Provided data:
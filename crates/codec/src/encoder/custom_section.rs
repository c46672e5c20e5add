use wabi_nodes::SectionId;

use super::{write_section, Encode};

/// A custom section holding arbitrary data.
#[derive(Clone, Copy, Debug)]
pub struct CustomSection<'a> {
    pub name: &'a str,
    pub data: &'a [u8],
}

impl Encode for CustomSection<'_> {
    fn encode(&self, sink: &mut Vec<u8>) {
        let mut body = Vec::with_capacity(self.name.len() + self.data.len() + 5);
        self.name.encode(&mut body);
        body.extend_from_slice(self.data);
        write_section(sink, SectionId::Custom, &body);
    }
}

/// Encode a complete custom section: `[0][len][name len][name][data]`.
pub fn encode_custom_section(name: &str, data: &[u8]) -> Vec<u8> {
    let mut out = Vec::new();
    CustomSection { name, data }.encode(&mut out);
    out
}
use wabi_codec::{encode_module, Encoder, EncoderConfig, UnsupportedSections};
use wabi_nodes::{FuncIdx, Module, NameMap, NameSection, Type, ValType};
use wasmparser::{Parser, Payload};

fn sample_module() -> Module {
    let mut function_names = NameMap::new();
    function_names.append(0, "main");

    let mut module = Module::new();
    module
        .custom_sections
        .insert("wabi.build".into(), Box::new([0x00]));
    module
        .custom_sections
        .insert("wabi.meta".into(), b"hello".to_vec().into_boxed_slice());
    module.type_section = vec![
        Type::default(),
        Type::new([ValType::I32], []),
        Type::new([], [ValType::F64]),
        Type::new([ValType::I32, ValType::I64, ValType::F32], [ValType::I32]),
    ];
    module.name_section = Some(NameSection {
        module_name: Some("sample".into()),
        function_names,
        ..Default::default()
    });
    module
}

/// Summarize the sections of a binary as wasmparser sees them.
fn sections(bytes: &[u8]) -> anyhow::Result<Vec<String>> {
    let mut out = vec![];
    for payload in Parser::new(0).parse_all(bytes) {
        match payload? {
            Payload::Version { num, .. } => out.push(format!("version {num}")),
            Payload::CustomSection(reader) => out.push(format!("custom {}", reader.name())),
            Payload::TypeSection(reader) => out.push(format!("types {}", reader.count())),
            Payload::End(_) => out.push("end".to_string()),
            _ => anyhow::bail!("unexpected payload"),
        }
    }
    Ok(out)
}

#[test]
fn encoded_module_validates() -> anyhow::Result<()> {
    let _ = env_logger::builder().is_test(true).try_init();

    let bytes = encode_module(&sample_module())?;
    wasmparser::validate(&bytes)?;

    assert_eq!(
        sections(&bytes)?,
        [
            "version 1",
            "custom wabi.build",
            "custom wabi.meta",
            "types 4",
            "custom name",
            "end",
        ]
    );
    Ok(())
}

#[test]
fn name_only_module_validates() -> anyhow::Result<()> {
    let module = Module {
        name_section: Some(NameSection {
            module_name: Some("only".into()),
            ..Default::default()
        }),
        ..Default::default()
    };

    let bytes = encode_module(&module)?;
    wasmparser::validate(&bytes)?;
    assert_eq!(sections(&bytes)?, ["version 1", "custom name", "end"]);
    Ok(())
}

#[test]
fn omitted_sections_still_validate() -> anyhow::Result<()> {
    let mut module = sample_module();
    module.start_section = Some(FuncIdx(0));

    assert!(encode_module(&module).is_err());

    let encoder = Encoder::new(EncoderConfig::new().unsupported_sections(UnsupportedSections::Omit));
    let bytes = encoder.encode(&module)?;
    wasmparser::validate(&bytes)?;
    assert_eq!(bytes, encode_module(&sample_module())?);
    Ok(())
}
use crate::ParseError;

/// A forward-only cursor over an in-memory buffer.
///
/// Every read either consumes exactly the bytes it needs or fails; the window
/// never rewinds.
#[derive(Debug, Clone)]
pub struct DecodeWindow<'a> {
    chunk: &'a [u8],
    offset: usize,
    start_pos: usize,
}

/// The longest valid unsigned LEB128 encoding of a `u32`.
const MAX_U32_LEB_BYTES: usize = 5;

impl<'a> DecodeWindow<'a> {
    pub fn new(chunk: &'a [u8]) -> Self {
        Self::with_position(chunk, 0)
    }

    /// Create a window whose reported positions start at `start_pos`, for
    /// chunks cut out of a larger stream.
    pub fn with_position(chunk: &'a [u8], start_pos: usize) -> Self {
        Self {
            chunk,
            offset: 0,
            start_pos,
        }
    }

    pub fn available(&self) -> usize {
        self.chunk.len() - self.offset
    }

    pub fn is_empty(&self) -> bool {
        self.available() == 0
    }

    /// Offset represents the number of bytes consumed from the current chunk.
    pub fn offset(&self) -> usize {
        self.offset
    }

    /// Position represents the number of bytes consumed from the entire stream.
    pub fn position(&self) -> usize {
        self.offset + self.start_pos
    }

    pub fn peek(&self) -> Result<u8, ParseError> {
        self.chunk
            .get(self.offset)
            .copied()
            .ok_or(ParseError::Expected {
                needed: 1,
                position: self.position(),
            })
    }

    pub fn take(&mut self) -> Result<u8, ParseError> {
        let next = self.peek()?;
        self.offset += 1;
        Ok(next)
    }

    pub fn take_n(&mut self, len: usize) -> Result<&'a [u8], ParseError> {
        if len > self.available() {
            return Err(ParseError::Expected {
                needed: len - self.available(),
                position: self.position(),
            });
        }

        let out = &self.chunk[self.offset..self.offset + len];
        self.offset += len;
        Ok(out)
    }

    /// Read an unsigned LEB128 `u32`, returning the value and the number of
    /// bytes it occupied.
    pub fn read_var_u32(&mut self) -> Result<(u32, usize), ParseError> {
        let start = self.position();
        let mut rest = &self.chunk[self.offset..];
        let before = rest.len();
        let result = leb128::read::unsigned(&mut rest);
        let consumed = before - rest.len();

        let value = match result {
            Ok(value) => value,
            Err(leb128::read::Error::IoError(_)) => {
                return Err(ParseError::Expected {
                    needed: 1,
                    position: start + consumed,
                })
            }
            Err(leb128::read::Error::Overflow) => {
                return Err(ParseError::BadLeb { position: start })
            }
        };

        if consumed > MAX_U32_LEB_BYTES {
            return Err(ParseError::BadLeb { position: start });
        }
        let value = u32::try_from(value).map_err(|_| ParseError::BadLeb { position: start })?;

        self.offset += consumed;
        Ok((value, consumed))
    }
}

Your instructions: The lines to copy are those above that contain the string "meta".

Answer area:
        .insert("wabi.meta".into(), b"hello".to_vec().into_boxed_slice());
            "custom wabi.meta",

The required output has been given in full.